* What to work on *
Look through the entries below and count the lines with "println" in them; the reply is the number alone.

* Records shown *
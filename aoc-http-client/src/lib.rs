//! AOC HTTP Client Library
//!
//! Talks to adventofcode.com on behalf of the launcher: it checks that a
//! session cookie is still logged in and downloads personal puzzle inputs.
//! Requests are blocking, use rustls, and never follow redirects (a logged
//! out session is answered with a redirect to the home page).
//!
//! # Example
//!
//! ```no_run
//! use aoc_http_client::AocClient;
//!
//! # fn main() -> Result<(), Box<dyn std::error::Error>> {
//! let client = AocClient::new()?;
//! let session = "your_session_cookie_here";
//!
//! if let Some(user_id) = client.verify_session(session)?.user_id {
//!     println!("Logged in as #{}", user_id);
//!     let input = client.get_input(2023, 5, session)?;
//!     println!("{} bytes", input.len());
//! }
//! # Ok(())
//! # }
//! ```

mod client;
mod error;
mod parser;

pub use client::{AocClient, AocClientBuilder, SessionInfo};
pub use error::AocError;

* Exercise result *
2